Our Play It Again Sports® and Music Go Round® franchise brands have experienced higher than average sales volumes during the holiday shopping season.  Our Once Upon A Child® and Plato’s Closet® franchise brands have experienced higher than average sales volumes during the spring months and, along with our Music Go Round® brand, also during the back to school season.  Overall, the different seasonal trends of our brands partially offset each other and do not result in significant seasonality trends on a Company-wide basis.  Our equipment leasing business is not seasonal; however, quarter to quarter results may vary significantly.

Employees

As of December 30, 2006, we employed 104 full-time employees, of which 14 were salespersons, 58 were support personnel and 32 were administrative.

ITEM 1A: RISK FACTORS

We are dependent on franchise renewals.

Each of our franchise agreements is 10 years long.  At the end of the term of each franchise agreement, each franchisee has the option to “renew” the franchise relationship by signing a new 10-year franchise agreement.  In 2006, of the 9 franchisees that had their Play It Again Sports® franchise agreement expire, 9 signed new 10-year franchise agreements.  In 2007, 2008 and 2009, 19, 10 and 16 Play It Again Sports® franchise agreements will expire, respectively.  In 2006, of the 16 franchisees that had their Once Upon A Child® franchise agreement expire, 16 signed new 10-year franchise agreements.

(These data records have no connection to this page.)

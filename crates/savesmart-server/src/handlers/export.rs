//! CSV export handlers

use std::sync::Arc;

use axum::{
    body::Body,
    extract::State,
    http::{header, Response, StatusCode},
};
use tracing::info;

use crate::{AppError, AppState};

fn csv_response(csv: String, filename: &str) -> Result<Response<Body>, AppError> {
    Response::builder()
        .status(StatusCode::OK)
        .header(header::CONTENT_TYPE, "text/csv; charset=utf-8")
        .header(
            header::CONTENT_DISPOSITION,
            format!("attachment; filename=\"{}\"", filename),
        )
        .body(Body::from(csv))
        .map_err(|e| AppError::internal(&e.to_string()))
}

/// GET /api/export/goals - Export goals to CSV
pub async fn export_goals(
    State(state): State<Arc<AppState>>,
) -> Result<Response<Body>, AppError> {
    let csv = state.db.export_goals_csv()?;
    info!("Exported {} goals to CSV", csv.lines().count().saturating_sub(1));
    csv_response(csv, "goals.csv")
}

/// GET /api/export/savings - Export saving records to CSV
pub async fn export_savings(
    State(state): State<Arc<AppState>>,
) -> Result<Response<Body>, AppError> {
    let csv = state.db.export_savings_csv()?;
    info!("Exported {} savings to CSV", csv.lines().count().saturating_sub(1));
    csv_response(csv, "savings.csv")
}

In 2007, 2008 and 2009, 12, 8 and 19 Once Upon A Child® franchise agreements will expire, respectively.  In 2006, of the 9 franchisees that had Music Go Round® franchise agreement expire, 9 signed new 10-year franchise agreements.  In 2007, 2008 and 2009, 7, 7 and 5 Music Go Round® franchise agreements will expire, respectively.  In 2006, none of our Plato’s Closet® franchise agreements expired.  None of our Plato’s Closet® franchise agreements will expire in 2007 or 2008 and 7 Plato’s Closet® franchise agreements will expire in 2009.  We believe that renewing a significant number of these franchise relationships is extremely important to our continued success.  If a significant number of franchise relationships are not renewed our financial performance would be materially and adversely affected.

16




We have suffered declines in the number of Play It Again Sports ® franchises.

The number of our Play It Again Sports® franchises has continued to decline.  In 1999, Play It Again Sports® closed 58 stores and opened 12 stores, a net loss of 46 stores.  In 2000, Play It Again Sports® closed 64 stores and opened 15 stores, a net loss of 49 stores.  In 2001, Play It Again Sports® closed 59 stores and opened 10 stores, a net loss of 49 stores.  In 2002, Play It Again Sports® closed 35 stores and opened 7 stores, a net loss of 28 stores.  In 2003, Play It Again Sports® closed 37 stores and opened 10 stores, a net loss of 27 stores.  In 2004, Play It Again Sports® closed 27 stores and opened 12 stores, a net loss of 15 stores.  In 2005, Play It Again Sports® closed 26 stores and opened 10 stores, a net loss of 16 stores.  In 2006, Play It Again Sports® closed 22 stores and opened 14 stores, a net loss of 8 stores.  It is extremely important to our future success that the net loss of Play It Again Sports® stores be slowed and ultimately reversed.  We believe that a certain number of stores will close each year.  Our objective is to minimize store closings by continuing our investment in franchisee support services such as franchisee training, Winmark Business Solutions and the Winmark computer support center, by investing capital to improve Winmark’s proprietary point-of-sale software system and continuing to train our field operations personnel to better serve franchisee needs.  There can be no assurance that we will be successful in reducing or reversing the decline in Play It Again Sports® franchises.  If we are not successful, it would have a material adverse effect on our financial condition and results of operation.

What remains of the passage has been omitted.